*TASK TO CARRY OUT*
Reproduce all the entries precisely.

====== SOURCE MATERIAL ======

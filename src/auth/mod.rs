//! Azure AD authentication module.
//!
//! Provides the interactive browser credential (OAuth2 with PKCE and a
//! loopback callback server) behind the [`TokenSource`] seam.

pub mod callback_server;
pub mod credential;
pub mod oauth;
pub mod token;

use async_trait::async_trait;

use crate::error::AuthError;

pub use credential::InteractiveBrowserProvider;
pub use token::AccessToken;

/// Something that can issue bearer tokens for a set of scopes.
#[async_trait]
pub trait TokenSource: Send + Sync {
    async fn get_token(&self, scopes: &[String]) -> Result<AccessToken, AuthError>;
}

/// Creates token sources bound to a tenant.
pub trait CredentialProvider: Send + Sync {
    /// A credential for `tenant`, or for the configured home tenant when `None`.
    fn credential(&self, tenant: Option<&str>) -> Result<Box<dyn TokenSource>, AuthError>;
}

======

*WORKED SOLUTION*
filename src/auth/mod.rs
//! Azure AD authentication module.
//!
//! Provides the interactive browser credential (OAuth2 with PKCE and a
//! loopback callback server) behind the [`TokenSource`] seam.

pub mod callback_server;
pub mod credential;
pub mod oauth;
pub mod token;

use async_trait::async_trait;

use crate::error::AuthError;

pub use credential::InteractiveBrowserProvider;
pub use token::AccessToken;

/// Something that can issue bearer tokens for a set of scopes.
#[async_trait]
pub trait TokenSource: Send + Sync {
    async fn get_token(&self, scopes: &[String]) -> Result<AccessToken, AuthError>;
}

/// Creates token sources bound to a tenant.
pub trait CredentialProvider: Send + Sync {
    /// A credential for `tenant`, or for the configured home tenant when `None`.
    fn credential(&self, tenant: Option<&str>) -> Result<Box<dyn TokenSource>, AuthError>;
}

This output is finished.